Depuis la fin du mois d'août 2023, un compte anonyme publie ce qu'il prétend être des "fuites d'enregistrements" d'Al-Bachir. Cependant, les analystes ont déterminé que les enregistrements étaient des faux générés par l'intelligence artificielle.
al-Bashir" est absent de la scène publique depuis qu'il a été chassé du pays en 2019 en raison de graves allégations de crimes de guerre.
Escroquerie audio le jour des élections en Slovaquie
Le jour de l'élection en Slovaquie, un audio controversé présentait de profondes contrefaçons de Michal Šimečka, chef du parti Progressive Slovakia, et de la journaliste Monika Tódová, discutant de pratiques corrompues telles que l'achat de votes.
Cette affaire a fait surface pendant le black-out médiatique préélectoral de la Slovaquie, de sorte que les personnes impliquées n'ont pas pu facilement réfuter publiquement leur implication avant l'heure.
Les deux parties impliquées ont par la suite dénoncé l'enregistrement en tant que "deep fakece qui a été confirmé par une agence de vérification des faits.
Le faux profond de Volodymyr Zelenskiy
En 2023, une fausse vidéo du président ukrainien Volodymyr Zelenskiy, qui laissait entendre de manière amateur qu'il appelait les soldats à abandonner leurs postes, a été rapidement identifiée comme fausse et supprimée par les principales plateformes de médias sociaux.

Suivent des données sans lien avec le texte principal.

//! Overview metadata: the summary persisted next to every series.
//!
//! Metadata is a flat JSON map with `symbol`, `exchange`, optional
//! `interval`, `start`, `end`, `count` and `version`, the table version the
//! summary was computed at. Timestamps are written as
//! `YYYY-MM-DD HH:MM:SS[.ffffff]+HH:MM <IANA zone>`; the fraction only
//! appears when non-zero. The UTC offset pins wall-clock times that occur
//! twice when the zone leaves daylight saving time. Timestamps without an
//! offset are still accepted and resolve to the earlier instant.
use chrono::{DateTime, NaiveDateTime, TimeZone};
use chrono_tz::Tz;
use market_store_core::{TableDescription, UserMetadata};
use serde_json::Value;
use snafu::prelude::*;

use crate::constant::{Exchange, Interval, ParseCodeError};
use crate::key::SeriesKey;
use crate::object::SeriesOverview;

const SYMBOL: &str = "symbol";
const EXCHANGE: &str = "exchange";
const INTERVAL: &str = "interval";
const START: &str = "start";
const END: &str = "end";
const COUNT: &str = "count";
const VERSION: &str = "version";

const TIMESTAMP_FORMAT: &str = "%Y-%m-%d %H:%M:%S%.f%:z";
const ZONELESS_TIMESTAMP_FORMAT: &str = "%Y-%m-%d %H:%M:%S%.f";

/// Why stored metadata could not be turned into an overview.
#[derive(Debug, Clone, PartialEq, Snafu)]
#[snafu(visibility(pub(crate)))]
pub enum OverviewError {
    #[snafu(display("Missing metadata field {field}"))]
    MissingField { field: &'static str },

    #[snafu(display("Metadata field {field} is not a {expected}"))]
    FieldType {
        field: &'static str,
        expected: &'static str,
    },

    #[snafu(display("Metadata field {field}: {source}"))]
    UnknownCode {
        field: &'static str,
        source: ParseCodeError,
    },

    #[snafu(display("Metadata field {field} has an unreadable timestamp {value:?}"))]
    BadTimestamp { field: &'static str, value: String },

    #[snafu(display("Metadata field {field} is {stored:?} but the table key says {expected:?}"))]
    KeyMismatch {
        field: &'static str,
        stored: String,
        expected: String,
    },
}

/// Render `dt` as a metadata timestamp, converted to `tz`.
pub fn format_timestamp<Z: TimeZone>(dt: &DateTime<Z>, tz: Tz) -> String {
    let local = dt.with_timezone(&tz);
    format!("{} {}", local.format(TIMESTAMP_FORMAT), tz.name())
}

/// Parse a metadata timestamp and express it in `tz`.
///
/// The offset, when present, fixes the instant. Otherwise the zone suffix
/// names the zone the wall-clock part was written in, so data saved under
/// another database timezone still reads back as the same instant.
pub fn parse_timestamp(
    field: &'static str,
    value: &str,
    tz: Tz,
) -> Result<DateTime<Tz>, OverviewError> {
    let bad = || BadTimestampSnafu { field, value }.build();
    let (wall, zone) = value.rsplit_once(' ').ok_or_else(bad)?;
    let zone: Tz = zone.parse().map_err(|_| bad())?;
    if let Ok(fixed) = DateTime::parse_from_str(wall, TIMESTAMP_FORMAT) {
        return Ok(fixed.with_timezone(&tz));
    }
    let naive =
        NaiveDateTime::parse_from_str(wall, ZONELESS_TIMESTAMP_FORMAT).map_err(|_| bad())?;
    let stored = zone.from_local_datetime(&naive).earliest().ok_or_else(bad)?;
    Ok(stored.with_timezone(&tz))
}

/// Summary of `key` from its table description; `None` when it has no rows.
pub fn from_description(
    key: &SeriesKey,
    description: &TableDescription,
    tz: Tz,
) -> Option<SeriesOverview> {
    let (start, end) = description.time_range?;
    Some(SeriesOverview {
        symbol: key.symbol().to_string(),
        exchange: key.exchange(),
        interval: key.interval(),
        start: start.with_timezone(&tz),
        end: end.with_timezone(&tz),
        count: description.row_count,
    })
}

/// Metadata map persisted for `overview`, computed at table `version`.
pub fn encode(overview: &SeriesOverview, version: u64, tz: Tz) -> UserMetadata {
    let mut metadata = UserMetadata::new();
    metadata.insert(SYMBOL.into(), Value::from(overview.symbol.as_str()));
    metadata.insert(EXCHANGE.into(), Value::from(overview.exchange.as_str()));
    if let Some(interval) = overview.interval {
        metadata.insert(INTERVAL.into(), Value::from(interval.as_str()));
    }
    metadata.insert(START.into(), Value::from(format_timestamp(&overview.start, tz)));
    metadata.insert(END.into(), Value::from(format_timestamp(&overview.end, tz)));
    metadata.insert(COUNT.into(), Value::from(overview.count));
    metadata.insert(VERSION.into(), Value::from(version));
    metadata
}

/// Whether `metadata` was written at or after the table's last data change.
///
/// Metadata without a readable `version` is never current.
pub fn is_current(metadata: &UserMetadata, data_version: u64) -> bool {
    metadata
        .get(VERSION)
        .and_then(Value::as_u64)
        .is_some_and(|version| version >= data_version)
}

fn str_field<'a>(metadata: &'a UserMetadata, field: &'static str) -> Result<&'a str, OverviewError> {
    metadata
        .get(field)
        .context(MissingFieldSnafu { field })?
        .as_str()
        .context(FieldTypeSnafu {
            field,
            expected: "string",
        })
}

fn ensure_matches(field: &'static str, stored: &str, expected: &str) -> Result<(), OverviewError> {
    ensure!(
        stored == expected,
        KeyMismatchSnafu {
            field,
            stored,
            expected,
        }
    );
    Ok(())
}

/// Read the overview of `key` back from its metadata.
///
/// Identity fields must agree with `key`; anything else is treated as
/// malformed so callers can fall back to the table description.
pub fn decode(
    key: &SeriesKey,
    metadata: &UserMetadata,
    tz: Tz,
) -> Result<SeriesOverview, OverviewError> {
    let symbol = str_field(metadata, SYMBOL)?;
    ensure_matches(SYMBOL, symbol, key.symbol())?;

    let exchange: Exchange = str_field(metadata, EXCHANGE)?
        .parse()
        .context(UnknownCodeSnafu { field: EXCHANGE })?;
    ensure_matches(EXCHANGE, exchange.as_str(), key.exchange().as_str())?;

    let interval = match key.interval() {
        Some(expected) => {
            let interval: Interval = str_field(metadata, INTERVAL)?
                .parse()
                .context(UnknownCodeSnafu { field: INTERVAL })?;
            ensure_matches(INTERVAL, interval.as_str(), expected.as_str())?;
            Some(interval)
        }
        None => None,
    };

    let start = parse_timestamp(START, str_field(metadata, START)?, tz)?;
    let end = parse_timestamp(END, str_field(metadata, END)?, tz)?;
    let count = metadata
        .get(COUNT)
        .context(MissingFieldSnafu { field: COUNT })?
        .as_u64()
        .context(FieldTypeSnafu {
            field: COUNT,
            expected: "non-negative integer",
        })?;

    Ok(SeriesOverview {
        symbol: symbol.to_string(),
        exchange,
        interval,
        start,
        end,
        count,
    })
}

#[cfg(test)]
mod tests {
    use super::*;
    use chrono::Utc;
    use chrono_tz::America::New_York;
    use chrono_tz::Asia::Shanghai;
    use serde_json::json;

    type TestResult = Result<(), Box<dyn std::error::Error>>;

    fn bar_key() -> SeriesKey {
        SeriesKey::bar("IF2401", Exchange::Cffex, Interval::Minute).unwrap()
    }

    fn overview() -> SeriesOverview {
        SeriesOverview {
            symbol: "IF2401".into(),
            exchange: Exchange::Cffex,
            interval: Some(Interval::Minute),
            start: Shanghai.with_ymd_and_hms(2024, 1, 2, 9, 30, 0).unwrap(),
            end: Shanghai.with_ymd_and_hms(2024, 1, 2, 9, 32, 0).unwrap(),
            count: 3,
        }
    }

    #[test]
    fn timestamps_carry_offset_and_zone() {
        let dt = Shanghai.with_ymd_and_hms(2024, 1, 2, 9, 30, 0).unwrap();
        assert_eq!(format_timestamp(&dt, Shanghai), "2024-01-02 09:30:00+08:00 Asia/Shanghai");
    }

    #[test]
    fn timestamps_without_offset_still_parse() -> TestResult {
        let parsed = parse_timestamp(START, "2024-01-02 09:30:00 Asia/Shanghai", Shanghai)?;
        assert_eq!(parsed, Shanghai.with_ymd_and_hms(2024, 1, 2, 9, 30, 0).unwrap());
        Ok(())
    }

    #[test]
    fn repeated_wall_clock_hour_keeps_its_instant() -> TestResult {
        // 01:30 happens twice in New York on 2024-11-03: EDT, then EST.
        let edt = Utc.with_ymd_and_hms(2024, 11, 3, 5, 30, 0).unwrap();
        let est = Utc.with_ymd_and_hms(2024, 11, 3, 6, 30, 0).unwrap();

        let edt_text = format_timestamp(&edt, New_York);
        let est_text = format_timestamp(&est, New_York);
        assert_eq!(edt_text, "2024-11-03 01:30:00-04:00 America/New_York");
        assert_eq!(est_text, "2024-11-03 01:30:00-05:00 America/New_York");
        assert_eq!(parse_timestamp(END, &edt_text, New_York)?, edt);
        assert_eq!(parse_timestamp(END, &est_text, New_York)?, est);

        let mut summary = overview();
        summary.start = Utc.with_ymd_and_hms(2024, 11, 3, 5, 0, 0).unwrap().with_timezone(&New_York);
        summary.end = est.with_timezone(&New_York);
        let decoded = decode(&bar_key(), &encode(&summary, 1, New_York), New_York)?;
        assert_eq!(decoded.end, est);
        assert_eq!(decoded, summary);
        Ok(())
    }

    #[test]
    fn sub_second_timestamps_roundtrip() -> TestResult {
        let dt = Utc.timestamp_micros(1_704_159_000_250_000).unwrap();
        let text = format_timestamp(&dt, Shanghai);
        assert!(text.contains(".25"), "{text}");
        assert_eq!(parse_timestamp(START, &text, Shanghai)?, dt);
        Ok(())
    }

    #[test]
    fn foreign_zone_is_converted() -> TestResult {
        let parsed = parse_timestamp(START, "2024-01-02 01:30:00 UTC", Shanghai)?;
        assert_eq!(parsed, Shanghai.with_ymd_and_hms(2024, 1, 2, 9, 30, 0).unwrap());
        Ok(())
    }

    #[test]
    fn encode_then_decode() -> TestResult {
        let metadata = encode(&overview(), 4, Shanghai);
        assert_eq!(metadata.get(COUNT), Some(&json!(3)));
        assert_eq!(metadata.get(INTERVAL), Some(&json!("1m")));
        assert_eq!(metadata.get(VERSION), Some(&json!(4)));
        assert_eq!(decode(&bar_key(), &metadata, Shanghai)?, overview());
        Ok(())
    }

    #[test]
    fn tick_metadata_has_no_interval() -> TestResult {
        let key = SeriesKey::tick("IF2401", Exchange::Cffex)?;
        let mut tick = overview();
        tick.interval = None;
        let metadata = encode(&tick, 1, Shanghai);
        assert!(!metadata.contains_key(INTERVAL));
        assert_eq!(decode(&key, &metadata, Shanghai)?, tick);
        Ok(())
    }

    #[test]
    fn malformed_metadata_is_rejected() {
        let good = encode(&overview(), 1, Shanghai);

        let mut missing = good.clone();
        missing.remove(END);
        assert_eq!(
            decode(&bar_key(), &missing, Shanghai),
            Err(OverviewError::MissingField { field: END })
        );

        let mut garbled = good.clone();
        garbled.insert(START.into(), json!("yesterday"));
        assert!(matches!(
            decode(&bar_key(), &garbled, Shanghai),
            Err(OverviewError::BadTimestamp { .. })
        ));

        let mut negative = good.clone();
        negative.insert(COUNT.into(), json!(-1));
        assert!(matches!(
            decode(&bar_key(), &negative, Shanghai),
            Err(OverviewError::FieldType { .. })
        ));

        let mut other = good;
        other.insert(INTERVAL.into(), json!("d"));
        assert!(matches!(
            decode(&bar_key(), &other, Shanghai),
            Err(OverviewError::KeyMismatch { .. })
        ));
    }

    #[test]
    fn metadata_older_than_the_data_is_not_current() {
        let metadata = encode(&overview(), 3, Shanghai);
        assert!(is_current(&metadata, 3));
        assert!(is_current(&metadata, 2));
        assert!(!is_current(&metadata, 4));

        let mut unversioned = metadata;
        unversioned.remove(VERSION);
        assert!(!is_current(&unversioned, 1));
    }

    #[test]
    fn empty_description_has_no_overview() {
        let description = TableDescription {
            version: 1,
            data_version: 1,
            row_count: 0,
            time_range: None,
            columns: vec![],
        };
        assert!(from_description(&bar_key(), &description, Shanghai).is_none());
    }
}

L'élection turque : un faux drame profond
À l'approche des élections législatives et présidentielles en Turquie, une vidéo montrant à tort que le principal adversaire du président Recep Tayyip Erdoğan, Kemal Kılıçdaroğlu, recevait le soutien du PKK a été diffusée en ligne.
Donald Trump : des faux profonds
Au début de l'année 2023, nous avons assisté à des simulations réalistes de Donald Trump arrêté et à une vidéo de campagne de Ron DeSantis contenant des images générées par l'IA de Trump embrassant Anthony Fauci.
Le parti politique belge a fait une fausse déclaration sur Trump
Un précédent incident survenu en 2018 en Belgique a suscité un tollé politique lorsqu'une vidéo profondément truquée créée par un parti politique a provoqué un tollé général.
La vidéo montrait faussement le président Donald Trump conseillant à la Belgique de se retirer de l'accord de Paris sur le climat.
La vidéo faisait partie d'une falsification de haute technologie, qui a été reconnue plus tard par l'équipe médiatique du parti. Elle a démontré à quel point les faux peuvent être utilisés pour fabriquer des déclarations de dirigeants mondiaux afin d'influencer l'opinion publique et la politique.
Le faux profond de Nancy Pelosi
Une vidéo manipulée de Nancy Pelosi en 2020, donnant l'impression qu'elle s'exprime mal et qu'elle est en état d'ébriété, s'est rapidement répandue sur les médias sociaux.
Cela a démontré le potentiel des deep fakes pour discréditer et embarrasser les personnalités publiques, potentiel qui persiste souvent après que le contenu a été considéré comme faux.
Audio deepfake de Keir Starmer
Un autre incident survenu dans la vie politique britannique concerne un clip audio dans lequel on voit le chef de l'opposition, Sir Keir Starmer, injurier son personnel.
Le clip, qui a largement circulé sur les réseaux sociaux, s'est révélé par la suite être un "deep fake" généré par l'intelligence artificielle.
À mesure que les entreprises technologiques explorent les moyens de s'attaquer aux "deep fakes" à grande échelle, les modèles d'IA utilisés pour créer des médias truqués deviendront de plus en plus sophistiqués et de plus en plus faciles à utiliser.
Le chemin à parcourir exige un effort de collaboration entre les technologues, les décideurs politiques et le public pour exploiter les avantages de l'IA tout en préservant les piliers de notre société que sont la confiance et l'intégrité.
La confiance dans la politique et les institutions publiques est déjà fragile, c'est le moins que l'on puisse dire. Les contrefaçons profondes ne feront que l'ébranler davantage.